It was another day in the life of Saina Nehwal, badminton star in India.
It was a disappointing day. But she has experienced the bitterness of defeat before. She will seek to feed on it; will try to convert the anger into extra muscle during training, or smash with harder sting during practice.
For the moment, though, she will try to overcome the unsettling feeling of not being the defending champion at the Denmark Open. It’s been a year since she last won a major title.
Some defeats perhaps hurt more than others; a few might even be special. Yesterday’s was a plain defeat; there wasn’t anything heroic about it to feel good about later. Perhaps it was because this was the first match of the day and the audience was still trickling in. If it was held later, when the arena was packed, Saina might have expected to fly on the energy of the crowd.
She is favourite to win when she walks in for the quarterfinal against Korea’s Sung Ji Hyun. The Korean might not evoke the same respect in India that China’s famous Chinese opponents do, but at this level, they’re all a handful. Sung looks about a foot taller than Saina, and her height and reach can be unsettling.
Like two boxers jabbing at the start of the match to size each other up, Saina and Sung toss deep. It is basic badminton – they will punctuate the tosses with the odd slice or half-smash, not expending themselves so early. It’s going to be a slow match.
From midway in the first game, Saina works her way past Sung. What aids her is not her strokeplay but her relentlessness. Sung must deal with a wall of some sort that keeps sending the shuttle back. Under such pressure, the final error will come. Saina takes the first game.
This is a small hall – it can barely seat 3,000 people. The gallery is so close you could touch the players as they walk past. You can hear every sigh, see every drop of sweat. The organisers like the word ‘intimacy’; they think it adds value to the event. It’s better, they say, to have a packed 3,000-seater hall than book a larger hall where empty seats will be conspicuous and spectators removed from the immediacy of the action.
The Danish audience is polite. It’s a mixed crowd of middle-aged and younger folk, and they are likely to get loud when a Danish player takes the court, but there’s no barracking. Morten Frost, the legendary winner of four All England titles and a seven-time Denmark Open winner, walks in and occupies a seat close to Saina’s court.
The two players have started finding their range. Sung is able to get under the shuttle and put her weight behind her strokes. It’s a physical fight with the shuttle as a medium. The match swings a bit to the Korean, and then to the Indian. It’s like it is balanced on a scale, and subtle changes in weight swing it either way. Saina’s smash too has started ‘cooking’. There’s a raspy sound as the racket connects the shuttle and it homes in on its intended target. The sound is a giveaway for how well she’s playing. When she’s off rhythm, the sound is always flatter.
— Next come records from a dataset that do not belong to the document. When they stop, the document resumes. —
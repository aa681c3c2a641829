//! Per-connection event loop.
//!
//! Each connection carries typed JSON events both ways over one WebSocket.
//! Outgoing events (replies, broadcasts, live deliveries) funnel through a
//! bounded mpsc queue owned by this loop, so registry fan-out never touches
//! the socket directly. A dropped connection cancels nothing beyond its own
//! session and room cleanup.

use crate::error::{ApiError, ApiResult, ErrorBody};
use crate::events::{ClientEvent, ServerEvent};
use crate::gate::ChatGate;
use crate::models::UserId;
use crate::state::registry::OUTGOING_QUEUE_DEPTH;
use crate::state::{ConnId, SessionRegistry, TypingCoordinator};
use futures_util::{SinkExt, StreamExt};
use std::net::SocketAddr;
use std::sync::Arc;
use tokio::net::TcpStream;
use tokio::sync::mpsc;
use tokio_tungstenite::tungstenite::Message as WsMessage;
use tracing::{debug, info};
use uuid::Uuid;

/// One live client connection.
pub struct Connection {
    conn_id: ConnId,
    peer: SocketAddr,
    registry: Arc<SessionRegistry>,
    typing: Arc<TypingCoordinator>,
    gate: Arc<ChatGate>,
    outgoing: mpsc::Sender<ServerEvent>,
    /// Set by the `setup` event; everything else requires it.
    user_id: Option<UserId>,
}

impl Connection {
    /// Drive a connection from WebSocket handshake to cleanup.
    pub async fn run(
        stream: TcpStream,
        peer: SocketAddr,
        registry: Arc<SessionRegistry>,
        typing: Arc<TypingCoordinator>,
        gate: Arc<ChatGate>,
    ) {
        let ws = match tokio_tungstenite::accept_async(stream).await {
            Ok(ws) => ws,
            Err(e) => {
                debug!(%peer, error = %e, "WebSocket handshake failed");
                return;
            }
        };

        let (mut ws_tx, mut ws_rx) = ws.split();
        let (outgoing, mut outgoing_rx) = mpsc::channel(OUTGOING_QUEUE_DEPTH);

        let mut conn = Connection {
            conn_id: Uuid::new_v4(),
            peer,
            registry,
            typing,
            gate,
            outgoing,
            user_id: None,
        };

        debug!(conn = %conn.conn_id, %peer, "Connection open");

        loop {
            tokio::select! {
                incoming = ws_rx.next() => {
                    match incoming {
                        Some(Ok(WsMessage::Text(frame))) => {
                            conn.handle_frame(&frame).await;
                        }
                        Some(Ok(WsMessage::Ping(payload))) => {
                            if ws_tx.send(WsMessage::Pong(payload)).await.is_err() {
                                break;
                            }
                        }
                        Some(Ok(WsMessage::Close(_))) | None => break,
                        Some(Ok(_)) => {
                            // Binary and pong frames carry nothing for us.
                        }
                        Some(Err(e)) => {
                            debug!(conn = %conn.conn_id, error = %e, "Read error");
                            break;
                        }
                    }
                }
                event = outgoing_rx.recv() => {
                    // The queue cannot close while `conn.outgoing` is alive.
                    let Some(event) = event else { break };
                    if ws_tx.send(WsMessage::Text(event.to_frame())).await.is_err() {
                        break;
                    }
                }
            }
        }

        conn.cleanup();
    }

    /// Parse one text frame and apply it; failures become `error` events
    /// on this connection only.
    async fn handle_frame(&mut self, frame: &str) {
        let event = match ClientEvent::parse(frame) {
            Ok(event) => event,
            Err(e) => {
                debug!(conn = %self.conn_id, error = %e, "Malformed event payload");
                self.send(ServerEvent::Error {
                    status: 400,
                    body: ErrorBody {
                        message: "malformed event payload".into(),
                    },
                });
                return;
            }
        };

        if let Err(e) = self.handle_event(event).await {
            info!(
                conn = %self.conn_id,
                code = e.error_code(),
                error = %e,
                "Event rejected"
            );
            self.send(ServerEvent::Error {
                status: e.status_code(),
                body: e.to_body(),
            });
        }
    }

    async fn handle_event(&mut self, event: ClientEvent) -> ApiResult<()> {
        match event {
            ClientEvent::Setup { user_id } => {
                // Re-registering would orphan this connection's room state.
                if self.user_id.is_some() {
                    return Err(ApiError::BadRequest("connection is already set up".into()));
                }
                if !self.gate.db().users().exists(user_id).await? {
                    return Err(ApiError::NotFound(format!("user {user_id} not found")));
                }

                self.user_id = Some(user_id);
                self.registry
                    .register(user_id, self.conn_id, self.outgoing.clone());
                info!(conn = %self.conn_id, user = user_id, peer = %self.peer, "Session set up");

                self.send(ServerEvent::Connected);

                // Notification-fallback drain: everything queued while this
                // user had no joined connection.
                let notifications = self.gate.dispatcher().notifications().take(user_id);
                self.send(ServerEvent::PendingNotifications { notifications });
                Ok(())
            }

            ClientEvent::JoinChat { chat_id } => {
                let user = self.require_setup()?;

                // Checked against the store so a socket cannot watch a room
                // its user does not belong to.
                if self.gate.db().chats().find_row(chat_id).await?.is_none() {
                    return Err(ApiError::NotFound("chat not found".into()));
                }
                if !self.gate.db().chats().is_member(chat_id, user).await? {
                    return Err(ApiError::Forbidden(
                        "you are not a member of this chat".into(),
                    ));
                }

                self.registry.join(chat_id, self.conn_id);
                Ok(())
            }

            ClientEvent::LeaveChat { chat_id } => {
                let user = self.require_setup()?;
                self.registry.leave(chat_id, self.conn_id);
                if !self.registry.is_present(chat_id, user) {
                    self.typing.stop(chat_id, user);
                }
                Ok(())
            }

            ClientEvent::Typing { chat_id } => {
                let user = self.require_setup()?;
                // Signals from users not watching the room are no-ops.
                if self.registry.is_present(chat_id, user) {
                    self.typing.signal(chat_id, user);
                }
                Ok(())
            }

            ClientEvent::StopTyping { chat_id } => {
                let user = self.require_setup()?;
                self.typing.stop(chat_id, user);
                Ok(())
            }

            ClientEvent::NewMessage { message_id } => {
                let user = self.require_setup()?;
                self.gate.dispatch_existing(message_id, user).await?;
                Ok(())
            }
        }
    }

    fn require_setup(&self) -> ApiResult<UserId> {
        self.user_id
            .ok_or_else(|| ApiError::Unauthorized("setup required before other events".into()))
    }

    /// Queue an event for this connection; a full queue drops it.
    fn send(&self, event: ServerEvent) {
        if let Err(e) = self.outgoing.try_send(event) {
            debug!(conn = %self.conn_id, error = %e, "Dropped outgoing event");
        }
    }

    /// Remove this connection from the registry and every room it joined,
    /// ending its typing indicators where it was the user's last presence.
    fn cleanup(&self) {
        if let Some((user, rooms)) = self.registry.disconnect(self.conn_id) {
            for chat in rooms {
                if !self.registry.is_present(chat, user) {
                    self.typing.stop(chat, user);
                }
            }
        }
        debug!(conn = %self.conn_id, peer = %self.peer, "Connection closed");
    }
}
The Korean hangs on. What troubles Saina is that her winning shots are coming back because her opponent has such a long reach. Taller opponents are not always better, of course. It’s just that, ability being equal, reach will become a determining factor. Saina judges a toss wrongly at the baseline and the second game goes to Sung Ji Hyun.
The third game is a dogfight all the way. Both Saina and Sung swing more freely, exploring angles and spaces; drop shots, cross net shots; clips and half-smashes. Saina has such a limited range of strokes; she has to make up with her athleticism and sheer will. She’s also been uncharacteristically erratic on a few rallies. Points are neck-and-neck until 19. It is anyone’s game. The Indian makes a fatal error as she smashes long to give her opponent match point. One rally later, it is over. She is out of the tournament.
Backstage, where all the opposing troops gather before and after a match, she stares blankly. She fiddles with her phone. The physio helps relieve her muscles. She is probably struggling for answers. She didn’t play all that badly, but she wasn’t at her best either. Less than perfect is not an option at this level.